AVisceral Organs

(1) Definition. The term visceral organs may be used to include:

(a) The various hollow organs of the body whose walls have smooth muscle tissue in them. Examples are the blood vessels and the gut.

(2) Distribution. The visceral organs are located in the central cavity of the body (example: stomach) and throughout the periphery of the body (example: sweat glands of the skin).

(3) Control. It has always been thought that the control of visceral organs was "automatic" and not conscious. However, recent researches indicate that proper training enables a person to consciously control some of the visceral organs.

b. Efferent Pathways. Earlier, we said that each neuron in the PNS extended the entire distance from the CNS to the receptor or effector organ. In the ANS, there are always two neurons (one after the other) connecting the CNS with the visceral organ. The cell bodies of the second neurons form a collection outside the CNS, called a ganglion.
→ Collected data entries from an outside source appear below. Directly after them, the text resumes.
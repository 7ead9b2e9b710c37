//! Course catalog import.
//!
//! Drives a catalog stream through the reader and the normalizer, then hands
//! the resulting documents to an [`IndexSink`] in one batch followed by one
//! commit.

pub mod importer;
pub mod report;
pub mod sink;

pub use importer::{ImportError, ImportOptions, Importer};
pub use report::{Discard, ImportReport, SinkFailure, SinkStage};
pub use sink::{IndexSink, JsonLinesSink, MemorySink, SinkError};
pub mod context;
pub mod fields;
pub mod presentation;
pub mod record;

pub use context::Context;
pub use presentation::NormalizedPresentation;
pub use record::RawRecord;

#[cfg(test)]
mod tests {
    use super::*;

    #[test]
    fn context_field_prefixes() {
        assert_eq!(Context::Provider.field_prefix(), "provider");
        assert_eq!(Context::Course.field_prefix(), "course");
        assert_eq!(Context::Presentation.field_prefix(), "presentation");
    }

    #[test]
    fn fields_belong_to_their_context() {
        assert!(fields::PROVIDER_TITLE.starts_with(Context::Provider.field_prefix()));
        assert!(fields::COURSE_SUBJECT.starts_with(Context::Course.field_prefix()));
        assert!(fields::PRESENTATION_VENUE_IDENTIFIER
            .starts_with(Context::Presentation.field_prefix()));
    }
}
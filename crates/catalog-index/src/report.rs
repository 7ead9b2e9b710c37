//! Outcome of one import run.

use std::collections::BTreeMap;
use std::fmt;
use std::time::Duration;

use catalog_model::RawRecord;
use catalog_transform::FieldIssue;
use serde::Serialize;

/// Sink call that failed.
#[derive(Debug, Clone, Copy, PartialEq, Eq, Serialize)]
#[serde(rename_all = "snake_case")]
pub enum SinkStage {
    Index,
    Commit,
}

impl fmt::Display for SinkStage {
    fn fmt(&self, f: &mut fmt::Formatter<'_>) -> fmt::Result {
        match self {
            SinkStage::Index => f.write_str("index"),
            SinkStage::Commit => f.write_str("commit"),
        }
    }
}

#[derive(Debug, Clone, PartialEq, Eq, Serialize)]
pub struct SinkFailure {
    pub stage: SinkStage,
    pub message: String,
}

/// A raw record that did not become a document.
#[derive(Debug, Clone, PartialEq, Eq, Serialize)]
pub struct Discard {
    /// Short reason code, e.g. `missing_presentation_identifier`.
    pub reason: String,
    pub message: String,
    pub record: RawRecord,
}

/// Counters and failures collected while importing a catalog.
#[derive(Debug, Clone, Default, Serialize)]
pub struct ImportReport {
    pub records_parsed: usize,
    pub records_indexed: usize,
    pub discarded: Vec<Discard>,
    pub fields_dropped: Vec<FieldIssue>,
    pub sink_errors: Vec<SinkFailure>,
    pub elapsed: Duration,
}

impl ImportReport {
    /// True when a sink call failed, so the target may hold partial data.
    pub fn is_partial(&self) -> bool {
        !self.sink_errors.is_empty()
    }

    pub fn records_discarded(&self) -> usize {
        self.discarded.len()
    }

    /// Discards grouped by reason code.
    pub fn discard_counts(&self) -> BTreeMap<&str, usize> {
        let mut counts = BTreeMap::new();
        for discard in &self.discarded {
            *counts.entry(discard.reason.as_str()).or_insert(0) += 1;
        }
        counts
    }
}
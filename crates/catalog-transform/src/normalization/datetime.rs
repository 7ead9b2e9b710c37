//! Feed date parsing and UTC timestamp formatting.
//!
//! Catalog feeds carry dates in the `dtf` attribute of date elements, nearly
//! always as a bare `YYYY-MM-DD`. Search documents store full UTC timestamps,
//! so a bare date becomes midnight UTC of that day.

use chrono::{DateTime, NaiveDate, NaiveDateTime, NaiveTime, Utc};

/// Output format of every normalized timestamp.
pub const TIMESTAMP_FORMAT: &str = "%Y-%m-%dT%H:%M:%SZ";

/// Naive datetime layouts, interpreted as UTC.
const NAIVE_DATETIME_FORMATS: [&str; 3] = [
    "%Y-%m-%dT%H:%M:%S%.f",
    "%Y-%m-%dT%H:%M:%S",
    "%Y-%m-%dT%H:%M",
];

const DATE_FORMAT: &str = "%Y-%m-%d";

/// Parse a feed date into a UTC instant.
///
/// Accepted, in order: RFC 3339 with an offset (converted to UTC), a naive
/// `YYYY-MM-DDTHH:MM[:SS[.f]]` (taken as UTC), and a bare `YYYY-MM-DD`
/// (midnight UTC).
pub fn parse_timestamp(value: &str) -> Option<DateTime<Utc>> {
    let trimmed = value.trim();
    if trimmed.is_empty() {
        return None;
    }

    if let Ok(dt) = DateTime::parse_from_rfc3339(trimmed) {
        return Some(dt.with_timezone(&Utc));
    }

    for fmt in &NAIVE_DATETIME_FORMATS {
        if let Ok(dt) = NaiveDateTime::parse_from_str(trimmed, fmt) {
            return Some(dt.and_utc());
        }
    }

    NaiveDate::parse_from_str(trimmed, DATE_FORMAT)
        .ok()
        .map(|date| date.and_time(NaiveTime::MIN).and_utc())
}

/// Normalize a feed date to `YYYY-MM-DDTHH:MM:SSZ`.
pub fn to_utc_timestamp(value: &str) -> Option<String> {
    parse_timestamp(value).map(|dt| dt.format(TIMESTAMP_FORMAT).to_string())
}
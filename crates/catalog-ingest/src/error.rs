use thiserror::Error;

/// Failure of the underlying catalog stream. Any of these aborts the import.
#[derive(Debug, Error)]
pub enum IngestError {
    #[error("io error: {0}")]
    Io(#[from] std::io::Error),
    #[error("malformed catalog near byte {position}: {message}")]
    Malformed { position: u64, message: String },
    #[error("catalog ended with {open_elements} unclosed element(s)")]
    Truncated { open_elements: usize },
}

pub type Result<T> = std::result::Result<T, IngestError>;
//! Configuration options for record normalization.

use serde::{Deserialize, Serialize};

/// Base URI stripped from identifiers published by the Oxford course data service.
pub const DEFAULT_IDENTIFIER_BASE: &str = "https://course.data.ox.ac.uk/id/";

/// Options for normalization.
#[derive(Debug, Clone, PartialEq, Eq, Serialize, Deserialize)]
pub struct NormalizeOptions {
    /// Prefix removed from URI identifiers before they are flattened.
    /// URIs outside this base only lose their `scheme://` part.
    pub identifier_base: String,
}

impl Default for NormalizeOptions {
    fn default() -> Self {
        Self {
            identifier_base: DEFAULT_IDENTIFIER_BASE.to_string(),
        }
    }
}

impl NormalizeOptions {
    pub fn new() -> Self {
        Self::default()
    }

    pub fn with_identifier_base(mut self, base: impl Into<String>) -> Self {
        self.identifier_base = base.into();
        self
    }
}
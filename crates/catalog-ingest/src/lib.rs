//! XCRI-CAP catalog ingestion.
//!
//! - **capture**: static field capture table keyed by context and element name
//! - **context**: context-tracking state machine producing raw records
//! - **reader**: incremental XML reader driving the state machine
//! - **namespaces**: the catalog vocabularies the table is keyed on

pub mod capture;
pub mod context;
pub mod error;
pub mod namespaces;
pub mod reader;

pub use capture::{
    Capture, CaptureMode, ElementName, FieldCaptureRule, RuleAction, ScopedRule, captured_fields,
    rules,
};
pub use context::{Attribute, ContextTracker, FeedEvent, QualifiedName, split_qname};
pub use error::{IngestError, Result};
pub use reader::{CatalogReader, DEFAULT_BUFFER_SIZE, ReaderOptions, read_records};
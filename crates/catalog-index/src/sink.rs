//! Index sinks.
//!
//! A sink receives the normalized documents of one import in a single
//! [`IndexSink::index`] call and is then asked to [`IndexSink::commit`].

use std::io::{self, Write};

use catalog_model::NormalizedPresentation;
use thiserror::Error;
use tracing::debug;

#[derive(Debug, Error)]
pub enum SinkError {
    #[error("io error: {0}")]
    Io(#[from] io::Error),
    #[error("serialization error: {0}")]
    Serialize(#[from] serde_json::Error),
    #[error("index rejected the request: {0}")]
    Rejected(String),
}

/// External indexing target.
pub trait IndexSink {
    /// Add or replace a batch of documents.
    fn index(&mut self, documents: &[NormalizedPresentation]) -> Result<(), SinkError>;

    /// Make everything indexed so far visible.
    fn commit(&mut self) -> Result<(), SinkError>;
}

/// Sink that keeps every batch in memory.
#[derive(Debug, Clone, Default)]
pub struct MemorySink {
    batches: Vec<Vec<NormalizedPresentation>>,
    commits: usize,
}

impl MemorySink {
    pub fn new() -> Self {
        Self::default()
    }

    pub fn batches(&self) -> &[Vec<NormalizedPresentation>] {
        &self.batches
    }

    /// All documents received, in order.
    pub fn documents(&self) -> impl Iterator<Item = &NormalizedPresentation> {
        self.batches.iter().flatten()
    }

    pub fn commits(&self) -> usize {
        self.commits
    }
}

impl IndexSink for MemorySink {
    fn index(&mut self, documents: &[NormalizedPresentation]) -> Result<(), SinkError> {
        self.batches.push(documents.to_vec());
        Ok(())
    }

    fn commit(&mut self) -> Result<(), SinkError> {
        self.commits += 1;
        Ok(())
    }
}

/// Sink that writes one JSON document per line.
pub struct JsonLinesSink<W: Write> {
    writer: W,
    written: usize,
}

impl<W: Write> JsonLinesSink<W> {
    pub fn new(writer: W) -> Self {
        Self { writer, written: 0 }
    }

    /// Number of documents written so far.
    pub fn written(&self) -> usize {
        self.written
    }

    pub fn into_inner(self) -> W {
        self.writer
    }
}

impl<W: Write> IndexSink for JsonLinesSink<W> {
    fn index(&mut self, documents: &[NormalizedPresentation]) -> Result<(), SinkError> {
        for document in documents {
            serde_json::to_writer(&mut self.writer, document)?;
            self.writer.write_all(b"\n")?;
            self.written += 1;
        }
        Ok(())
    }

    fn commit(&mut self) -> Result<(), SinkError> {
        self.writer.flush()?;
        debug!(documents = self.written, "json lines output flushed");
        Ok(())
    }
}
//! Context-tracking state machine.
//!
//! [`ContextTracker`] consumes element-open, element-close and character-data
//! events and accumulates captured values per structural level. It knows
//! nothing about XML syntax; [`crate::reader::CatalogReader`] feeds it from a
//! byte stream, and tests feed it synthetic events directly.
//!
//! One frame is pushed for every open element and popped by its matching
//! close, so a context or exclusion ends exactly where the element that
//! started it ends.

use catalog_model::{Context, RawRecord};
use tracing::trace;

use crate::capture::{self, Capture, CaptureMode, RuleAction, ScopedRule};

/// Namespace-resolved element name.
#[derive(Debug, Clone, PartialEq, Eq)]
pub struct QualifiedName {
    pub namespace: Option<String>,
    pub local_name: String,
}

impl QualifiedName {
    pub fn new(namespace: Option<&str>, local_name: impl Into<String>) -> Self {
        Self {
            namespace: namespace.map(str::to_string),
            local_name: local_name.into(),
        }
    }

    pub fn namespace(&self) -> Option<&str> {
        self.namespace.as_deref()
    }
}

/// Attribute as written in the document; `name` may carry a prefix.
#[derive(Debug, Clone, PartialEq, Eq)]
pub struct Attribute {
    pub name: String,
    pub value: String,
}

impl Attribute {
    pub fn new(name: impl Into<String>, value: impl Into<String>) -> Self {
        Self {
            name: name.into(),
            value: value.into(),
        }
    }

    /// Attribute name with any `prefix:` removed.
    pub fn local_name(&self) -> &str {
        split_qname(&self.name).1
    }
}

/// Split `prefix:local` into its parts.
pub fn split_qname(name: &str) -> (Option<&str>, &str) {
    match name.split_once(':') {
        Some((prefix, local)) => (Some(prefix), local),
        None => (None, name),
    }
}

/// Document structure event.
#[derive(Debug, Clone, PartialEq, Eq)]
pub enum FeedEvent {
    Open {
        name: QualifiedName,
        attributes: Vec<Attribute>,
    },
    Close(QualifiedName),
    Text(String),
}

#[derive(Debug, Clone, Copy)]
enum Role {
    Context(Context),
    Exclusion,
    Element,
}

#[derive(Debug)]
struct Frame {
    name: QualifiedName,
    role: Role,
    /// Field receiving character data inside this element, if any.
    text_target: Option<&'static str>,
}

#[derive(Debug)]
struct Level {
    context: Context,
    fields: RawRecord,
}

/// Tracks the open provider/course/presentation contexts and the values
/// captured in each of them.
#[derive(Debug, Default)]
pub struct ContextTracker {
    frames: Vec<Frame>,
    levels: Vec<Level>,
    exclusions: Vec<&'static [ScopedRule]>,
}

impl ContextTracker {
    pub fn new() -> Self {
        Self::default()
    }

    /// Innermost open context.
    pub fn active_context(&self) -> Option<Context> {
        self.levels.last().map(|level| level.context)
    }

    /// Whether the current position is inside a non-capturing element.
    pub fn is_excluded(&self) -> bool {
        !self.exclusions.is_empty()
    }

    /// Number of elements currently open.
    pub fn depth(&self) -> usize {
        self.frames.len()
    }

    /// Drop all state, e.g. before reusing the tracker for another document.
    pub fn reset(&mut self) {
        self.frames.clear();
        self.levels.clear();
        self.exclusions.clear();
    }

    /// Apply one event. Returns the finished record when a presentation closes.
    pub fn handle(&mut self, event: FeedEvent) -> Option<RawRecord> {
        match event {
            FeedEvent::Open { name, attributes } => {
                self.open(name, &attributes);
                None
            }
            FeedEvent::Close(name) => self.close(&name),
            FeedEvent::Text(text) => {
                self.text(&text);
                None
            }
        }
    }

    fn open(&mut self, name: QualifiedName, attributes: &[Attribute]) {
        let inherited = self.frames.last().and_then(|frame| frame.text_target);

        if let Some(scoped) = self.exclusions.last().copied() {
            let text_target = match capture::lookup_scoped(scoped, name.namespace(), &name.local_name)
            {
                Some(rule) => self.capture(rule, attributes),
                None => inherited,
            };
            self.push(name, Role::Element, text_target);
            return;
        }

        if let Some(context) = capture::structural(name.namespace(), &name.local_name) {
            trace!(%context, "context opened");
            self.levels.push(Level {
                context,
                fields: RawRecord::new(),
            });
            self.push(name, Role::Context(context), None);
            return;
        }

        let Some(context) = self.active_context() else {
            self.push(name, Role::Element, None);
            return;
        };

        match capture::lookup(context, name.namespace(), &name.local_name) {
            Some(RuleAction::Exclude(scoped)) => {
                self.exclusions.push(*scoped);
                self.push(name, Role::Exclusion, None);
            }
            Some(RuleAction::Capture(rule)) => {
                let text_target = self.capture(rule, attributes);
                self.push(name, Role::Element, text_target);
            }
            None => self.push(name, Role::Element, inherited),
        }
    }

    /// Apply a capture rule to an opening element and return the field that
    /// should receive its text.
    fn capture(&mut self, rule: &Capture, attributes: &[Attribute]) -> Option<&'static str> {
        match rule.mode {
            CaptureMode::Text => Some(rule.field),
            CaptureMode::Attribute(wanted) => {
                if let Some(attribute) = attributes.iter().find(|a| a.local_name() == wanted) {
                    self.record(rule.field, &attribute.value);
                }
                None
            }
        }
    }

    fn close(&mut self, name: &QualifiedName) -> Option<RawRecord> {
        // A close that does not match the innermost open element is ignored.
        if self.frames.last().is_none_or(|frame| frame.name != *name) {
            return None;
        }
        let frame = self.frames.pop()?;
        match frame.role {
            Role::Element => None,
            Role::Exclusion => {
                self.exclusions.pop();
                None
            }
            Role::Context(context) => {
                let level = self.levels.pop()?;
                trace!(%context, "context closed");
                if context != Context::Presentation {
                    return None;
                }
                let mut record = RawRecord::new();
                for outer in &self.levels {
                    record.extend_from(&outer.fields);
                }
                record.extend_from(&level.fields);
                Some(record)
            }
        }
    }

    fn text(&mut self, text: &str) {
        if let Some(field) = self.frames.last().and_then(|frame| frame.text_target) {
            self.record(field, text);
        }
    }

    fn record(&mut self, field: &'static str, value: &str) {
        let value = value.trim();
        if value.is_empty() {
            return;
        }
        if let Some(level) = self.levels.last_mut() {
            level.fields.push(field, value);
        }
    }

    fn push(&mut self, name: QualifiedName, role: Role, text_target: Option<&'static str>) {
        self.frames.push(Frame {
            name,
            role,
            text_target,
        });
    }
}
(1) The first neuron extends from the CNS to the ganglion and is therefore called the preganglionic neuron.

(2) Cell bodies of the second neuron make up the ganglion. The second neuron's processes extend from the ganglion to the visceral organ. Thus, the second neuron is called the post-ganglionic neuron.

c. Major Divisions of the Human ANS. The efferent pathways of the ANS fall into two major divisions:

(1) The thoraco-lumbar outflow (sympathetic nervous system).

(2) The cranio-sacral outflow (parasympathetic nervous system).